5 Ways to Add More Minerals to Your Diet

Most of us know that we need vitamins daily, but did you know that minerals are just as important for your health? Minerals help your body with its metabolism, water balance, bone health and more. Here’s how to add them to your diet!

1. CALCIUM
Calcium is needed for many different functions in the body, among them to build strong bones and teeth. Where to get it, naturally? Milk (and other dairy products), broccoli and green leaves, such as kale and spinach.

2. IRON
Since iron transports oxygen to all the organs in our bodies, you can often end up feeling lethargic and unable to concentrate without it. Where to get it, naturally? Green leaves, beans, peas, lentils, and tofu.

3. MAGNESIUM
Certainly, one of the most underrated minerals, magnesium is important for muscle function and reduces tiredness and fatigue.

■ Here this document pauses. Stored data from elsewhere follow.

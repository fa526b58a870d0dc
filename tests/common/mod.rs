//! Shared helpers for integration tests against the in-memory broker.

#![allow(dead_code)]

pub mod strategies;

use std::sync::Arc;
use std::time::Duration;
use tokio_util::sync::CancellationToken;

use porter_core::messaging::in_memory::{BrokerSettings, InMemoryBroker};
use porter_core::{Backend, Porter, PorterBuilder, PorterConfig, PorterError, PorterMetrics};

pub const SOURCE: &str = "orders";
pub const QUEUE: &str = "orders_order_placed";
pub const DEAD_LETTER_QUEUE: &str = "dead_letter_orders_order_placed";

/// Broker plus metrics shared with the host under test
pub struct TestBus {
    pub broker: Arc<InMemoryBroker>,
    pub metrics: PorterMetrics,
}

impl TestBus {
    pub fn new() -> Self {
        Self::with_batch_size(BrokerSettings::default().batch_size)
    }

    pub fn with_batch_size(batch_size: usize) -> Self {
        Self {
            broker: Arc::new(InMemoryBroker::with_settings(BrokerSettings {
                batch_size,
                ..BrokerSettings::default()
            })),
            metrics: PorterMetrics::new(),
        }
    }

    pub fn builder(&self, config: PorterConfig) -> PorterBuilder {
        PorterBuilder::new(config, Backend::from_shared(self.broker.clone()))
            .diagnostics(Arc::new(self.metrics.clone()))
    }
}

/// One-second polling, defaults otherwise
pub fn test_config() -> PorterConfig {
    PorterConfig {
        polling_interval_seconds: 1.0,
        ..PorterConfig::with_source(SOURCE)
    }
}

/// Run the host for `duration`, then cancel it and return its result
pub async fn run_for(porter: Arc<Porter>, duration: Duration) -> Result<(), PorterError> {
    let token = CancellationToken::new();
    let handle = tokio::spawn({
        let token = token.clone();
        async move { porter.run(token).await }
    });

    tokio::time::sleep(duration).await;
    token.cancel();
    handle.await.expect("porter task panicked")
}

Where to get it, naturally? Nuts, seeds, legumes, fish, and whole grains.

4. ZINC
The ultimate fighter of infections, our dear friend zinc makes you less likely to catch a cold or the flu, and is important for skin, hair and nails. Where to get it, naturally? Shrimp, whole grains, pumpkin seeds, kidney beans, and spinach.

5. IODINE
Iodine is important for the function of the thyroid. Where to get it, naturally? Peas, dairy products, fish, and eggs.